Davide Di Martino, ex di Irene Focardi: “Lei frequentava altri uomini, almeno 4”

di Redazione Blitz
Pubblicato il 31 Marzo 2015 10:41 | Ultimo aggiornamento: 31 Marzo 2015 10:41
Davide Di Martino, ex di Irene Focardi: "Lei frequentava altri uomini, almeno 4"

Irene Focardi

FIRENZE –  “Irene frequentava altri quattro uomini”: Davide Di Martino si difende così da chi punta il dito contro di lui per la scomparsa della sua sua ex compagna Irene Focardi, ex modella ed ex commessa di 43 anni scomparsa da Firenze il 3 febbraio e forse (ancora non è certo) ritrovata cadavere in un sacco dell’immondizia. Perché più passa il tempo e più si fanno forti i sospetti che i resti umani ritrovati vicino ad un canale scolmatore a pochi metri dalla casa di Di Martino siano proprio quelli di Focardi.

L’uomo non può uscire di casa: è agli arresti domiciliari per maltrattamenti e violenza proprio nei confronti di Irene: 3 anni e nove mesi per aver picchiato a sangue la donna e aggredito i carabinieri arrivati a soccorrerla.

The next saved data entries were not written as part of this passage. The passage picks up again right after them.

//! Raster export of the accumulated pixel buffer.
//!
//! The renderer keeps its buffer gamma encoded, one `Color` per pixel in
//! row-major order starting at the top-left. 8-bit formats quantize that
//! directly; HDR squares each channel back to linear first.

use std::fmt;
use std::fs::File;
use std::io::{BufWriter, Write};
use std::path::Path;
use std::str::FromStr;

use bytemuck::{Pod, Zeroable};
use image::codecs::bmp::BmpEncoder;
use image::codecs::hdr::HdrEncoder;
use image::codecs::jpeg::JpegEncoder;
use image::codecs::png::PngEncoder;
use image::codecs::tga::TgaEncoder;
use image::codecs::webp::WebPEncoder;
use image::{ColorType, ImageEncoder, Rgb};
use lumen_math::{Color, Interval};
use rayon::prelude::*;
use thiserror::Error;

/// Errors that can occur while exporting an image.
#[derive(Error, Debug)]
pub enum ExportError {
    #[error("IO error: {0}")]
    Io(#[from] std::io::Error),

    #[error("Image encoding error: {0}")]
    Encode(#[from] image::ImageError),

    #[error("Pixel buffer holds {actual} pixels, expected {width}x{height}")]
    SizeMismatch {
        width: u32,
        height: u32,
        actual: usize,
    },

    #[error("Unsupported image format: {0}")]
    UnknownFormat(String),
}

/// Result type for export operations.
pub type ExportResult<T> = Result<T, ExportError>;

/// Output container formats.
#[derive(Debug, Clone, Copy, PartialEq, Eq)]
pub enum ImageFormat {
    Png,
    Jpg,
    Bmp,
    Tga,
    Hdr,
    Ppm,
    Webp,
}

impl ImageFormat {
    /// All supported formats.
    pub const ALL: [ImageFormat; 7] = [
        ImageFormat::Png,
        ImageFormat::Jpg,
        ImageFormat::Bmp,
        ImageFormat::Tga,
        ImageFormat::Hdr,
        ImageFormat::Ppm,
        ImageFormat::Webp,
    ];

    /// Canonical file extension.
    pub fn extension(&self) -> &'static str {
        match self {
            ImageFormat::Png => "png",
            ImageFormat::Jpg => "jpg",
            ImageFormat::Bmp => "bmp",
            ImageFormat::Tga => "tga",
            ImageFormat::Hdr => "hdr",
            ImageFormat::Ppm => "ppm",
            ImageFormat::Webp => "webp",
        }
    }

    /// Infer the format from a file extension (case insensitive).
    pub fn from_path<P: AsRef<Path>>(path: P) -> ExportResult<Self> {
        let path = path.as_ref();
        let extension = path
            .extension()
            .and_then(|e| e.to_str())
            .ok_or_else(|| ExportError::UnknownFormat(path.display().to_string()))?;
        extension.to_ascii_lowercase().parse()
    }
}

impl fmt::Display for ImageFormat {
    fn fmt(&self, f: &mut fmt::Formatter<'_>) -> fmt::Result {
        f.write_str(self.extension())
    }
}

impl FromStr for ImageFormat {
    type Err = ExportError;

    fn from_str(s: &str) -> Result<Self, Self::Err> {
        match s {
            "png" => Ok(ImageFormat::Png),
            "jpg" | "jpeg" => Ok(ImageFormat::Jpg),
            "bmp" => Ok(ImageFormat::Bmp),
            "tga" => Ok(ImageFormat::Tga),
            "hdr" => Ok(ImageFormat::Hdr),
            "ppm" => Ok(ImageFormat::Ppm),
            "webp" => Ok(ImageFormat::Webp),
            other => Err(ExportError::UnknownFormat(other.to_string())),
        }
    }
}

/// One 8-bit RGB pixel, laid out so a slice casts straight to bytes.
#[repr(C)]
#[derive(Debug, Clone, Copy, Default, PartialEq, Eq, Pod, Zeroable)]
pub struct Rgb8 {
    pub r: u8,
    pub g: u8,
    pub b: u8,
}

/// Quantize one gamma-encoded color to 8 bits per channel.
#[inline]
pub fn color_to_rgb8(color: Color) -> Rgb8 {
    let intensity = Interval::new(0.0, 0.999);
    Rgb8 {
        r: (256.0 * intensity.clamp(color.x)) as u8,
        g: (256.0 * intensity.clamp(color.y)) as u8,
        b: (256.0 * intensity.clamp(color.z)) as u8,
    }
}

/// Quantize a whole gamma-encoded buffer.
pub fn to_rgb8(pixels: &[Color]) -> Vec<Rgb8> {
    pixels.par_iter().map(|c| color_to_rgb8(*c)).collect()
}

/// Undo the gamma encoding for floating point output.
pub fn to_linear_f32(pixels: &[Color]) -> Vec<Rgb<f32>> {
    pixels
        .par_iter()
        .map(|c| Rgb([(c.x * c.x) as f32, (c.y * c.y) as f32, (c.z * c.z) as f32]))
        .collect()
}

/// Encode `pixels` into `out` using the given container format.
pub fn write_image<W: Write>(
    mut out: W,
    format: ImageFormat,
    pixels: &[Color],
    width: u32,
    height: u32,
) -> ExportResult<()> {
    if pixels.len() != width as usize * height as usize {
        return Err(ExportError::SizeMismatch {
            width,
            height,
            actual: pixels.len(),
        });
    }

    let rgb8 = || to_rgb8(pixels);
    match format {
        ImageFormat::Png => PngEncoder::new(out).write_image(
            bytemuck::cast_slice(&rgb8()),
            width,
            height,
            ColorType::Rgb8,
        )?,
        ImageFormat::Jpg => JpegEncoder::new_with_quality(out, 100).write_image(
            bytemuck::cast_slice(&rgb8()),
            width,
            height,
            ColorType::Rgb8,
        )?,
        ImageFormat::Bmp => BmpEncoder::new(&mut out).write_image(
            bytemuck::cast_slice(&rgb8()),
            width,
            height,
            ColorType::Rgb8,
        )?,
        ImageFormat::Tga => TgaEncoder::new(out).write_image(
            bytemuck::cast_slice(&rgb8()),
            width,
            height,
            ColorType::Rgb8,
        )?,
        ImageFormat::Webp => WebPEncoder::new_lossless(out).write_image(
            bytemuck::cast_slice(&rgb8()),
            width,
            height,
            ColorType::Rgb8,
        )?,
        ImageFormat::Hdr => {
            let linear = to_linear_f32(pixels);
            HdrEncoder::new(out).encode(&linear, width as usize, height as usize)?;
        }
        ImageFormat::Ppm => write_ppm(&mut out, &rgb8(), width, height)?,
    }

    Ok(())
}

/// Plain-text PPM: one `r g b` triple per line.
fn write_ppm<W: Write>(out: &mut W, pixels: &[Rgb8], width: u32, height: u32) -> ExportResult<()> {
    write!(out, "P3\n{} {}\n255\n", width, height)?;
    for pixel in pixels {
        writeln!(out, "{} {} {}", pixel.r, pixel.g, pixel.b)?;
    }
    out.flush()?;
    Ok(())
}

/// Export `pixels` to a file at `path`, truncating any existing file.
pub fn export_image<P: AsRef<Path>>(
    path: P,
    format: ImageFormat,
    pixels: &[Color],
    width: u32,
    height: u32,
) -> ExportResult<()> {
    let path = path.as_ref();
    let file = File::create(path)?;
    let mut writer = BufWriter::new(file);
    write_image(&mut writer, format, pixels, width, height)?;
    writer.flush()?;

    log::info!(
        "Exported {}x{} {} image to {}",
        width,
        height,
        format,
        path.display()
    );
    Ok(())
}
//! Lumen math types.
//!
//! Double precision vectors, rays, intervals and bounding boxes shared by
//! the scene description, renderer and viewer crates.

// Re-export glam for convenience
pub use glam::*;

mod aabb;
mod interval;
mod ray;

pub use aabb::Aabb;
pub use interval::Interval;
pub use ray::Ray;

/// Three doubles used as a direction or displacement.
pub type Vec3 = glam::DVec3;

/// A position in world space.
pub type Point3 = glam::DVec3;

/// Linear (or gamma encoded, depending on context) RGB color.
pub type Color = glam::DVec3;

/// Threshold below which a vector component counts as zero.
pub const NEAR_ZERO_EPSILON: f64 = 1e-8;

/// Vector helpers not provided by glam.
pub trait Vec3Ext {
    /// Returns true if the vector is close to zero in every dimension.
    fn near_zero(&self) -> bool;
}

impl Vec3Ext for Vec3 {
    #[inline]
    fn near_zero(&self) -> bool {
        self.x.abs() < NEAR_ZERO_EPSILON
            && self.y.abs() < NEAR_ZERO_EPSILON
            && self.z.abs() < NEAR_ZERO_EPSILON
    }
}

#[cfg(test)]
mod tests {
    use super::*;

    #[test]
    fn test_vec3_creation() {
        let v = Vec3::new(1.0, 2.0, 3.0);
        assert_eq!(v.x, 1.0);
        assert_eq!(v.y, 2.0);
        assert_eq!(v.z, 3.0);
    }

    #[test]
    fn test_vec3_operations() {
        let a = Vec3::new(1.0, 2.0, 3.0);
        let b = Vec3::new(4.0, 5.0, 6.0);
        assert_eq!(a + b, Vec3::new(5.0, 7.0, 9.0));
        assert_eq!(a * b, Vec3::new(4.0, 10.0, 18.0));
        assert_eq!(a.dot(b), 32.0);
        assert_eq!(Vec3::X.cross(Vec3::Y), Vec3::Z);
    }

    #[test]
    fn test_near_zero() {
        assert!(Vec3::ZERO.near_zero());
        assert!(Vec3::new(1e-9, -1e-9, 0.0).near_zero());
        assert!(!Vec3::new(1e-9, 1e-3, 0.0).near_zero());
        assert!(!Vec3::new(0.0, 0.0, -1e-7).near_zero());
    }
}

Intervistato da Massimo Mugnaini di Repubblica (al citofono), Di Martino, 50 anni, dice:

“Le volevo bene davvero. Certo, da quando l’ho conosciuta mi ha creato un sacco di problemi: aveva un carattere difficile, esagerava spesso con la bottiglia. Anch’io bevo, ma lei… per forza poi si litigava… Comunque, io mi trovo a casa senza possibilità di uscire neanche per cinque secondi, controllato dalla polizia, e in più non ho neppure la macchina… Irene non frequentava solo me… aveva altri uomini. L’ho capito nei circa sei mesi in cui ci siamo visti. Ho già fatto tutti i nomi agli inquirenti, per aiutarli nelle indagini. Sono almeno quattro uomini. Ho visto i nomi sulla rubrica del cellulare della madre ma che anche lei usava. E poi qui la gente chiacchiera. C’è chi mi ha detto: ‘Oh lo sai? Ieri ho visto l’Irene con tizio…’ e un altro: ‘Irene era a braccetto con Caio’. Quando è scomparsa, la prima cosa che ho pensato è stata: se ne sarà andata via con qualcuno che le garba e con una buona situazione economica…. cosa che io invece non ho, anzi…”.

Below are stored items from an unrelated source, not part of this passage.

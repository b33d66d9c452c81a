//! Random sampling helpers.
//!
//! Every draw goes through an explicit generator so each worker can own one
//! and a fixed seed reproduces its sample sequence.

use lumen_math::Vec3;
use rand::{Rng, RngCore};

/// Uniform f64 in [0, 1).
#[inline]
pub fn random_f64(rng: &mut dyn RngCore) -> f64 {
    rng.gen()
}

/// Uniform f64 in [min, max).
#[inline]
pub fn random_range(rng: &mut dyn RngCore, min: f64, max: f64) -> f64 {
    min + (max - min) * random_f64(rng)
}

/// Random point strictly inside the unit sphere (rejection sampling).
pub fn random_in_unit_sphere(rng: &mut dyn RngCore) -> Vec3 {
    loop {
        let p = Vec3::new(
            random_range(rng, -1.0, 1.0),
            random_range(rng, -1.0, 1.0),
            random_range(rng, -1.0, 1.0),
        );
        if p.length_squared() < 1.0 {
            return p;
        }
    }
}

/// Random unit vector, uniform on the sphere.
pub fn random_unit_vector(rng: &mut dyn RngCore) -> Vec3 {
    loop {
        let p = random_in_unit_sphere(rng);
        // Tiny samples lose precision when normalized
        let len_sq = p.length_squared();
        if len_sq > 1e-160 {
            return p / len_sq.sqrt();
        }
    }
}

/// Random point inside the unit disk in the z = 0 plane.
pub fn random_in_unit_disk(rng: &mut dyn RngCore) -> Vec3 {
    loop {
        let p = Vec3::new(random_range(rng, -1.0, 1.0), random_range(rng, -1.0, 1.0), 0.0);
        if p.length_squared() < 1.0 {
            return p;
        }
    }
}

Di Martino dice di non essere stato geloso di questi “altri uomini”:

“Il nostro non era un rapporto stabile ma saltuario. E poi non ero mai io a cercarla. Io ero già ai domiciliari da 15 giorni, dopo 5 mesi di carcere, quando mi ha nuovamente cercato. È sempre stata lei a cercarmi, tre giorni insieme e poi spariva per settimane. Comunque, una sera mi arriva una telefonata dal cellulare della madre di Irene. Io naturalmente ero a casa. ‘Ciao — mi fa — che ne dici se passo a trovarti?’. Le dico: ‘ok, passa’. Mi sono affacciato alla terrazza e l’ho fatta salire, abbiamo parlato e ricominciato a frequentarci”.

Al momento, però, Di Martino resta tra i sospettati.

“La polizia mi ha fatto tutti i controlli possibili in casa, da quando è scomparsa. Sono già venuti 4 volte negli ultimi 20 giorni, hanno passato al setaccio l’abitazione millimetro per millimetro. Mi sento tranquillo. Anzi, sono stato io a dar loro delle indicazioni, a fare dei nomi. Secondo me è lì che gli investigatori devono cercare”.